Entidade ressalta que aumento de custos afeta deslocamento, turismo e atividades econômicas em todo o País
Durante debate na Câmara dos Deputados, a Confederação Nacional do Comércio de Bens, Serviços e Turismo (CNC) defendeu a necessidade de ajustes na regulamentação da reforma tributária para mitigar os impactos indiretos do aumento de custos do transporte aéreo em atividades do comércio, dos serviços e do turismo. A entidade ressaltou que a elevação da carga pode comprometer o fluxo de visitantes, a mobilidade interna e a dinâmica econômica em diferentes regiões do País.
A CNC participou, na quarta-feira (10), de audiência pública da Comissão de Turismo que discutiu os impactos da reforma tributária no transporte aéreo internacional. Representando a Confederação, o consultor tributário Gilberto Alvarenga explicou que alterações no custo do setor aéreo produzem efeitos diretos sobre segmentos que integram a base representada pelo Sistema CNC-Sesc-Senac.
Segundo ele, o turismo é um dos principais setores impactados. “O custo do deslocamento é determinante na escolha do destino. O aumento das passagens aéreas tende a reduzir a atratividade do Brasil e, consequentemente, o fluxo de turistas”, afirmou. Alvarenga destacou que o País concorre com diversos destinos internacionais e que qualquer elevação de custo pode influenciar a decisão do viajante.

O consultor também explicou que, apesar do crescimento recente da entrada de turistas no Brasil, ainda há concentração regional. Atualmente, a maior parte dos visitantes estrangeiros vem da América do Sul, o que evidencia a necessidade de ampliar a competitividade para outros mercados.
Além do turismo, a CNC apontou os impactos no deslocamento regional e na atividade econômica interna. Em um país de dimensões continentais como o Brasil, o transporte aéreo exerce papel relevante na integração entre regiões, no acesso a serviços e na realização de atividades econômicas.
“O encarecimento do transporte aéreo afeta diretamente o funcionamento do comércio e dos serviços, principalmente em regiões que dependem da aviação para conexões mais ágeis.

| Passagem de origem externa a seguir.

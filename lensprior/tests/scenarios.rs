//! End-to-end sampling scenarios across prior variants

mod common;

use std::fs;
use std::sync::Arc;

use common::{init_logging, load};
use lensprior::config::SelectionConfig;
use lensprior::lensing::CausticSolver;
use lensprior::metadata::{add_qphi_columns, add_relative_src_offset};
use lensprior::sample::Params;
use lensprior::{
    BnnPrior, Component, MetadataWriter, PixelGeometry, PriorBuilder, Profile, SelectionFilter,
};
use rand::rngs::StdRng;
use rand::SeedableRng;
use tempfile::TempDir;

/// Caustics of a fixed square around the origin
struct SquareCaustics {
    half: f64,
}

impl CausticSolver for SquareCaustics {
    fn caustic_points(&self, _: Profile, _: &Params) -> lensprior::Result<Vec<(f64, f64)>> {
        let h = self.half;
        Ok(vec![(-h, -h), (h, -h), (h, h), (-h, h)])
    }
}

#[test]
fn test_zero_width_center_is_exact() {
    init_logging();
    let config = load(common::DIAGONAL_FIXED_CENTER);
    let prior = BnnPrior::from_config(&config).unwrap();
    let mut rng = StdRng::seed_from_u64(17);

    for _ in 0..100 {
        let sample = prior.sample(&mut rng).unwrap();
        assert_eq!(sample.param(Component::LensMass, "center_x"), Some(0.0));
        assert_eq!(sample.param(Component::LensMass, "center_y"), Some(0.0));
        let theta_e = sample.param(Component::LensMass, "theta_E").unwrap();
        assert!(theta_e >= 0.3);
    }
}

#[test]
fn test_empirical_chain_stays_on_its_grids() {
    init_logging();
    let config = load(common::EMPIRICAL);
    let prior = BnnPrior::from_config(&config).unwrap();
    let mut rng = StdRng::seed_from_u64(config.seed);

    for _ in 0..100 {
        let sample = prior.sample(&mut rng).unwrap();
        let z_lens = sample.misc("z_lens").unwrap();
        let z_src = sample.misc("z_src").unwrap();
        assert!(z_lens >= 0.01 && z_src <= 5.0, "z = ({z_lens}, {z_src})");
        assert!(z_lens < z_src);

        let vel_disp = sample.misc("vel_disp_iso").unwrap();
        assert!((100.0..=400.0).contains(&vel_disp));

        let lens = sample.params(Component::LensMass).unwrap();
        assert!(lens["theta_E"] > 0.0 && lens["theta_E"].is_finite());
        assert!(lens.contains_key("gamma"));
    }
}

#[test]
fn test_centered_real_source_needs_no_redraw() {
    init_logging();
    let config = load(common::REAL_SOURCE_CENTERED);
    let mut prior = PriorBuilder::new(&config)
        .caustic_solver(Arc::new(SquareCaustics { half: 0.1 }))
        .build()
        .unwrap();
    assert!(prior.has_pixel_profile());
    prior.setup_pixel_profiles(PixelGeometry::from_config(&config).unwrap());

    let mut rng = StdRng::seed_from_u64(23);
    for _ in 0..10 {
        let sample = prior.sample(&mut rng).unwrap();
        assert_eq!(sample.misc("caustic_redraws"), Some(0.0));
        assert_eq!(sample.param(Component::SrcLight, "center_x"), Some(0.0));
        assert!(sample.src_light_image.is_some());
        assert!(sample.original.is_some());
    }
}

#[test]
fn test_real_source_outside_every_caustic_gives_up() {
    init_logging();
    let json = common::REAL_SOURCE_CENTERED
        .replace(
            r#""galsim_center_x": {"dist": "uniform", "lower": 0.0, "upper": 0.0}"#,
            r#""galsim_center_x": {"dist": "uniform", "lower": 2.0, "upper": 3.0}"#,
        );
    let config = load(&json);
    let mut prior = PriorBuilder::new(&config)
        .caustic_solver(Arc::new(SquareCaustics { half: 0.1 }))
        .build()
        .unwrap();
    prior.setup_pixel_profiles(PixelGeometry::from_config(&config).unwrap());

    let mut rng = StdRng::seed_from_u64(29);
    let err = prior.sample(&mut rng).unwrap_err();
    assert!(matches!(
        err,
        lensprior::PriorError::RetryExhausted { attempts: 5, .. }
    ));
}

#[test]
fn test_initial_selection_rejects_small_einstein_radius() {
    init_logging();
    let json = common::DIAGONAL_FIXED_CENTER.replace(
        r#""theta_E": {"dist": "normal", "mu": 1.2, "sigma": 0.1, "lower": 0.3}"#,
        r#""theta_E": {"dist": "normal", "mu": 0.3, "sigma": 0.0}"#,
    );
    let config = load(&json);
    let prior = BnnPrior::from_config(&config).unwrap();
    let selection = SelectionFilter::new(&SelectionConfig {
        initial: vec!["lens_mass.theta_E > 0.5".to_string()],
        ..SelectionConfig::default()
    })
    .unwrap();

    let mut rng = StdRng::seed_from_u64(31);
    let sample = prior.sample(&mut rng).unwrap();
    assert_eq!(sample.param(Component::LensMass, "theta_E"), Some(0.3));
    assert!(selection.reject_initial(&sample));

    let lenient = SelectionFilter::new(&SelectionConfig {
        initial: vec!["lens_mass.theta_E > 0.2".to_string()],
        ..SelectionConfig::default()
    })
    .unwrap();
    assert!(!lenient.reject_initial(&sample));
}

#[test]
fn test_selection_reads_sampled_axis_ratio() {
    init_logging();
    let config = load(common::DIAGONAL_FIXED_CENTER);
    let prior = BnnPrior::from_config(&config).unwrap();
    let bounds: SelectionConfig =
        serde_json::from_str(r#"{"bounds": {"lens_mass.q": {"min": 0.1}}}"#).unwrap();
    let predicate: SelectionConfig =
        serde_json::from_str(r#"{"initial": ["lens_mass.q > 0.1"]}"#).unwrap();
    let tight: SelectionConfig =
        serde_json::from_str(r#"{"bounds": {"lens_mass.q": {"min": 0.75}}}"#).unwrap();

    let mut rng = StdRng::seed_from_u64(43);
    let samples: Vec<_> = (0..100).map(|_| prior.sample(&mut rng).unwrap()).collect();
    // q is stored as (e1, e2) after sampling
    assert!(samples[0].param(Component::LensMass, "q").is_none());

    for config in [&bounds, &predicate] {
        let selection = SelectionFilter::for_prior(config, &prior).unwrap();
        let rejected = samples.iter().filter(|s| selection.reject_initial(s)).count();
        assert_eq!(rejected, 0);
    }
    // q ~ U[0.5, 1], so about half fall below 0.75
    let selection = SelectionFilter::for_prior(&tight, &prior).unwrap();
    let rejected = samples.iter().filter(|s| selection.reject_initial(s)).count();
    assert!((25..=75).contains(&rejected), "{rejected} of 100 rejected");
}

#[test]
fn test_unsatisfiable_selection_gives_up() {
    init_logging();
    let config = load(common::DIAGONAL_FIXED_CENTER);
    let prior = BnnPrior::from_config(&config).unwrap();
    let selection = SelectionFilter::for_prior(
        &SelectionConfig {
            initial: vec!["lens_mass.theta_E > 100".to_string()],
            ..SelectionConfig::default()
        },
        &prior,
    )
    .unwrap();

    let mut rng = StdRng::seed_from_u64(47);
    let err = selection.sample_accepted(&prior, &mut rng, Some(20)).unwrap_err();
    assert!(matches!(
        err,
        lensprior::PriorError::RetryExhausted { attempts: 20, .. }
    ));

    let lenient = SelectionFilter::for_prior(&SelectionConfig::default(), &prior).unwrap();
    let (sample, rejected) = lenient.sample_accepted(&prior, &mut rng, Some(1)).unwrap();
    assert_eq!(rejected, 0);
    assert!(sample.param(Component::LensMass, "theta_E").is_some());
}

#[test]
fn test_pixel_runs_skip_the_ellipticity_selection() {
    init_logging();
    let selection_config = SelectionConfig {
        ellipticity: Some(lensprior::config::Bounds {
            min: Some(0.99),
            max: Some(1.0),
        }),
        ..SelectionConfig::default()
    };

    let pixel_config = load(common::REAL_SOURCE_CENTERED);
    let pixel = BnnPrior::from_config(&pixel_config).unwrap();
    let selection = SelectionFilter::for_prior(&selection_config, &pixel).unwrap();
    assert!(selection.rules().is_empty());

    let parametric_config = load(common::DIAGONAL_OFFSET_LIGHT);
    let parametric = BnnPrior::from_config(&parametric_config).unwrap();
    let selection = SelectionFilter::for_prior(&selection_config, &parametric).unwrap();
    assert_eq!(selection.rules().len(), 3);
}

#[test]
fn test_lens_light_center_hyperparameters_are_ignored() {
    init_logging();
    let without_center = common::DIAGONAL_OFFSET_LIGHT
        .replace(r#""center_x": {"dist": "normal", "mu": 10.0, "sigma": 1.0},"#, "")
        .replace(r#""center_y": {"dist": "normal", "mu": -10.0, "sigma": 1.0},"#, "");
    assert_ne!(without_center, common::DIAGONAL_OFFSET_LIGHT);

    let with = BnnPrior::from_config(&load(common::DIAGONAL_OFFSET_LIGHT)).unwrap();
    let without = BnnPrior::from_config(&load(&without_center)).unwrap();
    let mut rng_with = StdRng::seed_from_u64(53);
    let mut rng_without = StdRng::seed_from_u64(53);
    for _ in 0..20 {
        let a = with.sample(&mut rng_with).unwrap();
        let b = without.sample(&mut rng_without).unwrap();
        assert_eq!(a.flatten(), b.flatten());
    }
}

#[test]
fn test_lens_light_follows_the_mass_center() {
    init_logging();
    let config = load(common::DIAGONAL_OFFSET_LIGHT);
    let prior = BnnPrior::from_config(&config).unwrap();
    let mut rng = StdRng::seed_from_u64(37);

    for _ in 0..50 {
        let sample = prior.sample(&mut rng).unwrap();
        for key in ["center_x", "center_y"] {
            let mass = sample.param(Component::LensMass, key).unwrap();
            assert_eq!(sample.param(Component::LensLight, key), Some(mass));
            let src = sample.param(Component::SrcLight, key).unwrap();
            assert!((src - mass).abs() <= 0.2 + 1e-12);
        }
    }
}

#[test]
fn test_ellipticity_selection_applies_to_every_elliptical_component() {
    init_logging();
    let config = load(common::DIAGONAL_OFFSET_LIGHT);
    let prior = BnnPrior::from_config(&config).unwrap();
    let mut components = prior.ellipticity_components();
    components.sort();
    assert_eq!(
        components,
        [Component::LensLight, Component::LensMass, Component::SrcLight]
    );

    let mut selection = SelectionFilter::new(&SelectionConfig {
        ellipticity: Some(lensprior::config::Bounds {
            min: Some(0.99),
            max: Some(1.0),
        }),
        ..SelectionConfig::default()
    })
    .unwrap();
    assert_eq!(selection.add_ellipticity_selections(&components), 3);

    // Nearly round in all three components at once is vanishingly rare
    let mut rng = StdRng::seed_from_u64(41);
    let rejected = (0..50)
        .filter(|_| selection.reject_initial(&prior.sample(&mut rng).unwrap()))
        .count();
    assert!(rejected >= 45, "only {rejected} of 50 rejected");
}

#[test]
fn test_batch_to_metadata_csv() {
    init_logging();
    let config = load(common::DIAGONAL_OFFSET_LIGHT);
    let prior = BnnPrior::from_config(&config).unwrap();
    let samples = prior.sample_batch(40, 7).unwrap();
    assert_eq!(samples.len(), 40);

    let temp_dir = TempDir::new().unwrap();
    let path = temp_dir.path().join("metadata.csv");
    let mut writer = MetadataWriter::create(&path, 10).unwrap();
    for sample in &samples {
        let mut row = sample.flatten();
        add_qphi_columns(&mut row);
        add_relative_src_offset(&mut row);
        writer.write_row(&row).unwrap();
    }
    let header = writer.header().unwrap().to_vec();
    writer.finish().unwrap();

    for column in [
        "lens_mass_theta_E",
        "lens_mass_q",
        "lens_light_phi",
        "external_shear_gamma_ext",
        "src_light_pos_offset_x",
    ] {
        assert!(header.iter().any(|h| h == column), "missing {column}");
    }
    let contents = fs::read_to_string(&path).unwrap();
    let lines: Vec<&str> = contents.lines().collect();
    assert_eq!(lines.len(), 41);
    assert!(lines[1..]
        .iter()
        .all(|line| line.split(',').count() == header.len() && !line.contains(",,")));
}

Isso tem reflexos no desenvolvimento regional e na dinâmica econômica local”, reforçou Alvarenga.
Para a Confederação, regiões como Norte e Nordeste tendem a ser mais sensíveis a esse cenário, em virtude da menor capilaridade da malha aérea e da dependência de políticas de estímulo para ampliação da conectividade. Nesse contexto, o aumento de custos pode dificultar ainda mais o acesso e a integração econômica.
No campo regulatório, o representante da CNC defendeu aprimoramentos na implementação da reforma tributária, com foco na redução de distorções que possam afetar atividades econômicas essenciais. Entre as sugestões apresentadas, está a ampliação de mecanismos que favoreçam o transporte interno e a revisão de regras relacionadas ao creditamento tributário, como forma de estimular operações empresariais.
Alvarenga enfatizou ainda que os efeitos do aumento de custos do transporte aéreo têm caráter transversal e atingem diretamente setores que compõem a base de representação da CNC. Sendo assim, disse que a entidade está à disposição para contribuir para o debate e o aperfeiçoamento da regulamentação para preservar a competitividade do turismo, fortalecer o comércio e os serviços e apoiar o desenvolvimento econômico do País.